Exercise description: Give the number of lines in the material below where the word "impl" shows up, without anything else.

Data:

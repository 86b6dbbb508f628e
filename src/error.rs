//! Store errors.

use thiserror::Error;

/// Errors raised by a job store.
///
/// Both variants are recoverable caller-side conditions; the store never
/// retries internally and neither is fatal to the process.
#[derive(Debug, Error)]
pub enum StoreError {
    /// A job with this id is already present.
    #[error("Job already exists: {0}")]
    JobAlreadyExists(String),

    /// No job with this id is present.
    #[error("Job does not exist: {0}")]
    JobDoesNotExist(String),
}

/// Result type for store operations.
pub type StoreResult<T> = Result<T, StoreError>;
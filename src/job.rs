//! Job definition.

use std::sync::Arc;

use chrono::{DateTime, Utc};
use uuid::Uuid;

use crate::trigger::Trigger;

/// A scheduled unit of work.
///
/// Identity is the `id` string, unique within a store. Everything except
/// `id` and `next_run_time` is opaque to the store. A job inside a store
/// is never mutated in place: every state transition replaces the whole
/// record, which is what lets the store re-sort it safely.
#[derive(Debug, Clone)]
pub struct Job {
    /// Unique id, assigned at creation.
    pub id: String,
    /// Human-readable label for logs. Defaults to the id.
    pub name: String,
    /// Schedule definition.
    pub trigger: Arc<dyn Trigger>,
    /// Next scheduled fire time. `None` means the job is finished.
    pub next_run_time: Option<DateTime<Utc>>,
    /// Job-specific payload, opaque to the store.
    pub payload: serde_json::Value,
    /// Creation time.
    pub created_at: DateTime<Utc>,
}

impl Job {
    /// Create a new job with the given id and trigger.
    ///
    /// The first fire time is left unset; the store computes it from the
    /// trigger when the job is added.
    pub fn new(id: impl Into<String>, trigger: impl Trigger + 'static) -> Self {
        let id = id.into();
        Self {
            name: id.clone(),
            id,
            trigger: Arc::new(trigger),
            next_run_time: None,
            payload: serde_json::Value::Null,
            created_at: Utc::now(),
        }
    }

    /// Create a job with a generated UUID id.
    pub fn with_random_id(trigger: impl Trigger + 'static) -> Self {
        Self::new(Uuid::new_v4().to_string(), trigger)
    }

    /// Set the display name.
    pub fn with_name(mut self, name: impl Into<String>) -> Self {
        self.name = name.into();
        self
    }

    /// Set the payload.
    pub fn with_payload(mut self, payload: serde_json::Value) -> Self {
        self.payload = payload;
        self
    }

    /// Set the next fire time explicitly.
    pub fn with_next_run_time(mut self, next_run_time: Option<DateTime<Utc>>) -> Self {
        self.next_run_time = next_run_time;
        self
    }

    /// Check if the job is due at `now`.
    pub fn is_due(&self, now: DateTime<Utc>) -> bool {
        match self.next_run_time {
            Some(next) => next <= now,
            None => false,
        }
    }

    /// Check if the job has no further occurrences.
    pub fn is_finished(&self) -> bool {
        self.next_run_time.is_none()
    }
}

Answer space: 4